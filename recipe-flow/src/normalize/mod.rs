//! Turning raw model completions into recipes.
//!
//! The pipeline runs in stages: extract a JSON candidate, parse it, check
//! that the recipe's core fields are intact, then fill or coerce every
//! remaining field. Each run reports an [`Outcome`] describing how much of
//! the model's output survived. Nothing here fails: unusable output
//! becomes the fallback recipe built from the request.

mod extract;
pub mod schema;

pub use extract::{Candidate, CandidateSource, extract_candidate};
pub use schema::strip_step_number;

use serde_json::{Map, Value};
use std::fmt;
use std::str::FromStr;
use tracing::{debug, warn};

use crate::defaults::fallback_recipe;
use crate::types::{Recipe, RecipeRequest};
use schema::{Field, Slot};

/// How ingredient pairs are stored in the returned recipe.
#[derive(Debug, Clone, Copy, Default, PartialEq, Eq)]
pub enum IngredientStyle {
    /// Keep `{ingredient, amount}` pairs as they arrived
    #[default]
    Structured,
    /// Flatten pairs to `"<amount> <ingredient>"`
    Flattened,
}

impl FromStr for IngredientStyle {
    type Err = String;

    fn from_str(value: &str) -> Result<Self, Self::Err> {
        match value.trim().to_ascii_lowercase().as_str() {
            "structured" => Ok(IngredientStyle::Structured),
            "flattened" | "flat" => Ok(IngredientStyle::Flattened),
            other => Err(format!("unknown ingredient style: {}", other)),
        }
    }
}

#[derive(Debug, Clone, Copy, Default)]
pub struct NormalizeOptions {
    pub ingredient_style: IngredientStyle,
}

/// Why a recipe was synthesized from the request alone.
#[derive(Debug, Clone, PartialEq, Eq)]
pub enum FallbackReason {
    EmptyCompletion,
    InvalidJson(String),
    NotAnObject,
    NoUsableData,
    MissingIngredients,
    CompletionFailed(String),
}

impl fmt::Display for FallbackReason {
    fn fmt(&self, f: &mut fmt::Formatter<'_>) -> fmt::Result {
        match self {
            FallbackReason::EmptyCompletion => write!(f, "empty completion"),
            FallbackReason::InvalidJson(e) => write!(f, "invalid JSON: {}", e),
            FallbackReason::NotAnObject => write!(f, "completion JSON is not an object"),
            FallbackReason::NoUsableData => write!(f, "no usable recipe fields"),
            FallbackReason::MissingIngredients => write!(f, "request has no ingredients"),
            FallbackReason::CompletionFailed(e) => write!(f, "completion failed: {}", e),
        }
    }
}

/// Result of one normalization run.
#[derive(Debug, Clone, PartialEq, Eq)]
pub enum Outcome {
    /// Name and ingredients were usable; `coerced` lists fields replaced by defaults
    Parsed { coerced: Vec<&'static str> },
    /// Name or ingredients were unusable; `repaired` lists every defaulted field
    PartiallyRepaired { repaired: Vec<&'static str> },
    FullFallback { reason: FallbackReason },
}

impl Outcome {
    pub fn label(&self) -> &'static str {
        match self {
            Outcome::Parsed { .. } => "parsed",
            Outcome::PartiallyRepaired { .. } => "partially_repaired",
            Outcome::FullFallback { .. } => "full_fallback",
        }
    }

    pub fn is_fallback(&self) -> bool {
        matches!(self, Outcome::FullFallback { .. })
    }
}

#[derive(Debug, Clone, PartialEq)]
pub struct Normalized {
    pub recipe: Recipe,
    pub outcome: Outcome,
}

impl Normalized {
    pub fn fallback(request: &RecipeRequest, reason: FallbackReason) -> Self {
        Self {
            recipe: fallback_recipe(request),
            outcome: Outcome::FullFallback { reason },
        }
    }
}

/// Normalize a completion with default options.
pub fn normalize(raw: &str, request: &RecipeRequest) -> Recipe {
    Normalizer::default().normalize(raw, request).recipe
}

#[derive(Debug, Clone, Copy, Default)]
pub struct Normalizer {
    options: NormalizeOptions,
}

impl Normalizer {
    pub fn new(options: NormalizeOptions) -> Self {
        Self { options }
    }

    pub fn options(&self) -> NormalizeOptions {
        self.options
    }

    pub fn normalize(&self, raw: &str, request: &RecipeRequest) -> Normalized {
        let candidate = extract_candidate(raw);
        debug!(source = ?candidate.source, length = candidate.text.len(), "Extracted completion candidate");

        let object = match parse_candidate(candidate.text) {
            Ok(object) => object,
            Err(reason) => {
                warn!(reason = %reason, "Falling back to request-derived recipe");
                debug!(candidate = candidate.text, "Unusable completion candidate");
                return Normalized::fallback(request, reason);
            }
        };

        match self.assemble(&object, request) {
            Some(normalized) => normalized,
            None => {
                warn!("Completion JSON has no usable recipe fields");
                Normalized::fallback(request, FallbackReason::NoUsableData)
            }
        }
    }

    /// Build a recipe from a parsed object, or `None` if nothing in it is usable.
    fn assemble(&self, object: &Map<String, Value>, request: &RecipeRequest) -> Option<Normalized> {
        let name = schema::NAME.inspect(object);
        let ingredients = schema::INGREDIENTS.inspect(object);
        let intact = name.is_valid() && ingredients.is_valid();

        if !intact && !schema::has_usable_field(object) {
            return None;
        }

        let mut fill = Filler {
            request,
            intact,
            defaulted: Vec::new(),
        };

        let mut recipe = Recipe {
            name: fill.required(&schema::NAME, name),
            description: fill.required(&schema::DESCRIPTION, schema::DESCRIPTION.inspect(object)),
            ingredients: fill.required(&schema::INGREDIENTS, ingredients),
            instructions: fill.required(&schema::INSTRUCTIONS, schema::INSTRUCTIONS.inspect(object)),
            prep_time: fill.optional(&schema::PREP_TIME, schema::PREP_TIME.inspect(object)),
            cook_time: fill.optional(&schema::COOK_TIME, schema::COOK_TIME.inspect(object)),
            servings: fill.optional(&schema::SERVINGS, schema::SERVINGS.inspect(object)),
            tags: fill.list(&schema::TAGS, schema::TAGS.inspect(object)),
            nutritional_info: fill.optional(
                &schema::NUTRITIONAL_INFO,
                schema::NUTRITIONAL_INFO.inspect(object),
            ),
            tips: fill.optional(&schema::TIPS, schema::TIPS.inspect(object)),
            image: match schema::IMAGE.inspect(object) {
                Slot::Valid(image) => image,
                _ => schema::IMAGE.default_for(request),
            },
        };

        if self.options.ingredient_style == IngredientStyle::Flattened {
            recipe.ingredients = recipe
                .ingredients
                .into_iter()
                .map(|ingredient| ingredient.flattened())
                .collect();
        }

        let outcome = if intact {
            Outcome::Parsed {
                coerced: fill.defaulted,
            }
        } else {
            warn!(repaired = ?fill.defaulted, "Repaired incomplete recipe JSON");
            Outcome::PartiallyRepaired {
                repaired: fill.defaulted,
            }
        };

        Some(Normalized { recipe, outcome })
    }
}

fn parse_candidate(text: &str) -> Result<Map<String, Value>, FallbackReason> {
    if text.trim().is_empty() {
        return Err(FallbackReason::EmptyCompletion);
    }
    match serde_json::from_str::<Value>(text) {
        Ok(Value::Object(object)) => Ok(object),
        Ok(_) => Err(FallbackReason::NotAnObject),
        Err(e) => Err(FallbackReason::InvalidJson(e.to_string())),
    }
}

/// Applies the default table and records which fields it touched.
struct Filler<'a> {
    request: &'a RecipeRequest,
    /// Name and ingredients were usable
    intact: bool,
    defaulted: Vec<&'static str>,
}

impl Filler<'_> {
    fn default_of<T>(&mut self, field: &Field<T>) -> T {
        self.defaulted.push(field.key);
        field.default_for(self.request)
    }

    /// Fields every recipe carries.
    fn required<T>(&mut self, field: &Field<T>, slot: Slot<T>) -> T {
        match slot {
            Slot::Valid(value) => value,
            Slot::Invalid | Slot::Absent => self.default_of(field),
        }
    }

    /// Optional fields stay absent on an intact recipe, but are filled during repair.
    fn optional<T>(&mut self, field: &Field<T>, slot: Slot<T>) -> Option<T> {
        match slot {
            Slot::Valid(value) => Some(value),
            Slot::Absent if self.intact => None,
            Slot::Invalid | Slot::Absent => Some(self.default_of(field)),
        }
    }

    /// Lists that may legitimately be empty on an intact recipe.
    fn list<T>(&mut self, field: &Field<Vec<T>>, slot: Slot<Vec<T>>) -> Vec<T> {
        match slot {
            Slot::Valid(value) => value,
            Slot::Absent if self.intact => Vec::new(),
            Slot::Invalid | Slot::Absent => self.default_of(field),
        }
    }
}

+--

» Problem to solve: Return word for word the lines above from the line with "recipe.ingredients = recipe" to the line with "fn required<T>(&mut self, field: &Field<T>, slot: Slot<T>)", including both and leaving out all others.

» Response to the exercise:
            recipe.ingredients = recipe
                .ingredients
                .into_iter()
                .map(|ingredient| ingredient.flattened())
                .collect();
        }

        let outcome = if intact {
            Outcome::Parsed {
                coerced: fill.defaulted,
            }
        } else {
            warn!(repaired = ?fill.defaulted, "Repaired incomplete recipe JSON");
            Outcome::PartiallyRepaired {
                repaired: fill.defaulted,
            }
        };

        Some(Normalized { recipe, outcome })
    }
}

fn parse_candidate(text: &str) -> Result<Map<String, Value>, FallbackReason> {
    if text.trim().is_empty() {
        return Err(FallbackReason::EmptyCompletion);
    }
    match serde_json::from_str::<Value>(text) {
        Ok(Value::Object(object)) => Ok(object),
        Ok(_) => Err(FallbackReason::NotAnObject),
        Err(e) => Err(FallbackReason::InvalidJson(e.to_string())),
    }
}

/// Applies the default table and records which fields it touched.
struct Filler<'a> {
    request: &'a RecipeRequest,
    /// Name and ingredients were usable
    intact: bool,
    defaulted: Vec<&'static str>,
}

impl Filler<'_> {
    fn default_of<T>(&mut self, field: &Field<T>) -> T {
        self.defaulted.push(field.key);
        field.default_for(self.request)
    }

    /// Fields every recipe carries.
    fn required<T>(&mut self, field: &Field<T>, slot: Slot<T>) -> T {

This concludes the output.